To add to the originality of the screenplay, Nolan offers a number of twists and turns that would shock us were we moving in the proper direction in time. The audience is literally guessing until the very final moments of the film, and the ultimate pay-off brings one of the better film endings that I've ever had the privilege to see. I'd also like to take a moment to compliment some of the scene cuts and editing that Nolan utilizes to hint towards that ultimate pay-off. There's one particular scene where Leonard (Guy Pearce) is explaining the effects of anterograde amnesia on a man named Sammy Jankis (Stephen Tobolowsky) that holds a scene cut that I never noticed before today's viewing, but it offers a major clue towards the film's climax. Also, there's a moment in the climactic scenes where the film transitions from black-and-white to color in such a seamless fashion that I had to rewind the film to see exactly where the change occurred. It was just that smooth. So, kudos Mr. Nolan. Your brilliance knows no bounds.

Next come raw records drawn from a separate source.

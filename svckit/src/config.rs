use reqwest::header::{HeaderMap, HeaderName, HeaderValue, ACCEPT, AUTHORIZATION, CONTENT_TYPE};
use serde::{Deserialize, Serialize};
use std::time::Duration;
use url::Url;

use crate::errors::FetchError;

/// Upper bound on page requests per aggregation.
pub const DEFAULT_MAX_PAGES: u32 = 100;

pub const DEFAULT_PAGE_SIZE: u32 = 200;

/// Backend connection settings. Static per deployment: the same headers are
/// attached to every list request.
#[derive(Debug, Clone, Serialize, Deserialize)]
#[serde(default)]
pub struct BackendConfig {
    pub base_url: String,
    pub bearer_token: String,
    pub hostname: String,
    pub authenticator: String,
    pub timezone: String,
    pub locale: String,
    pub role: String,
    pub with_acl_meta: bool,
    pub page_size: u32,
    pub max_pages: u32,
}

impl Default for BackendConfig {
    fn default() -> Self {
        Self {
            base_url: "http://localhost:13000/api".to_string(),
            bearer_token: String::new(),
            hostname: "localhost".to_string(),
            authenticator: "basic".to_string(),
            timezone: "+00:00".to_string(),
            locale: "en-US".to_string(),
            role: "admin".to_string(),
            with_acl_meta: true,
            page_size: DEFAULT_PAGE_SIZE,
            max_pages: DEFAULT_MAX_PAGES,
        }
    }
}

impl BackendConfig {
    pub fn validate(&self) -> Result<(), FetchError> {
        if self.base_url.trim().is_empty() {
            return Err(FetchError::Config("backend.base_url is empty".to_string()));
        }
        if self.page_size == 0 {
            return Err(FetchError::Config("backend.page_size must be positive".to_string()));
        }
        if self.max_pages == 0 {
            return Err(FetchError::Config("backend.max_pages must be positive".to_string()));
        }
        self.base_url()?;
        Ok(())
    }

    /// Base URL with a trailing slash so collection paths join beneath it.
    pub fn base_url(&self) -> Result<Url, FetchError> {
        let trimmed = self.base_url.trim().trim_end_matches('/');
        Ok(Url::parse(&format!("{}/", trimmed))?)
    }

    pub fn headers(&self) -> Result<HeaderMap, FetchError> {
        let mut headers = HeaderMap::new();
        headers.insert(ACCEPT, HeaderValue::from_static("application/json, text/plain, */*"));
        headers.insert(CONTENT_TYPE, HeaderValue::from_static("application/json"));

        if !self.bearer_token.is_empty() {
            headers.insert(AUTHORIZATION, header_value(&format!("Bearer {}", self.bearer_token))?);
        }

        let custom = [
            ("x-hostname", self.hostname.as_str()),
            ("x-authenticator", self.authenticator.as_str()),
            ("x-timezone", self.timezone.as_str()),
            ("x-with-acl-meta", if self.with_acl_meta { "true" } else { "false" }),
            ("x-role", self.role.as_str()),
            ("x-locale", self.locale.as_str()),
        ];
        for (name, value) in custom {
            headers.insert(HeaderName::from_static(name), header_value(value)?);
        }

        Ok(headers)
    }
}

fn header_value(value: &str) -> Result<HeaderValue, FetchError> {
    HeaderValue::from_str(value)
        .map_err(|e| FetchError::Config(format!("invalid header value {:?}: {}", value, e)))
}

/// Polling cadence for the presentation layer and the retry budget of one
/// aggregation.
#[derive(Debug, Clone, Serialize, Deserialize)]
#[serde(default)]
pub struct RefreshConfig {
    pub refetch_interval_secs: u64,
    pub stale_after_secs: u64,
    pub units_refetch_interval_secs: u64,
    pub units_stale_after_secs: u64,
    pub retries: u32,
    pub retry_initial_delay_ms: u64,
    pub retry_max_delay_ms: u64,
}

impl Default for RefreshConfig {
    fn default() -> Self {
        Self {
            refetch_interval_secs: 30,
            stale_after_secs: 25,
            units_refetch_interval_secs: 60,
            units_stale_after_secs: 30,
            retries: 2,
            retry_initial_delay_ms: 1_000,
            retry_max_delay_ms: 30_000,
        }
    }
}

impl RefreshConfig {
    pub fn refetch_interval(&self) -> Duration {
        Duration::from_secs(self.refetch_interval_secs)
    }

    pub fn stale_after(&self) -> Duration {
        Duration::from_secs(self.stale_after_secs)
    }

    pub fn units_refetch_interval(&self) -> Duration {
        Duration::from_secs(self.units_refetch_interval_secs)
    }

    pub fn units_stale_after(&self) -> Duration {
        Duration::from_secs(self.units_stale_after_secs)
    }
}

#[derive(Debug, Clone, Serialize, Deserialize)]
#[serde(default)]
pub struct ObservabilityConfig {
    pub log_level: String,
    pub log_dir: String,
    pub json_logs: bool,
}

impl Default for ObservabilityConfig {
    fn default() -> Self {
        Self {
            log_level: "info".to_string(),
            log_dir: "logs".to_string(),
            json_logs: false,
        }
    }
}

In addition to the fantastic screenplay, we're also getting some great performances from the small but stellar cast. Pearce is a revelation as the film's lead, going as far into the role as is humanly possible. He's completely convincing as a man with short-term memory loss, and it's so easy to fall into his character. In the past, I wasn't sure whether I was too fond of either Pantoliano or Moss's characters, but after watching tonight, I've come around. In comparison to Pearce, there's really not much to say, but they definitely bring much-needed depth to their characters despite the lack of screen-time. We also get fantastic brief appearances from Tobolowsky and Harriet Sansom Harris, so be on the lookout for them.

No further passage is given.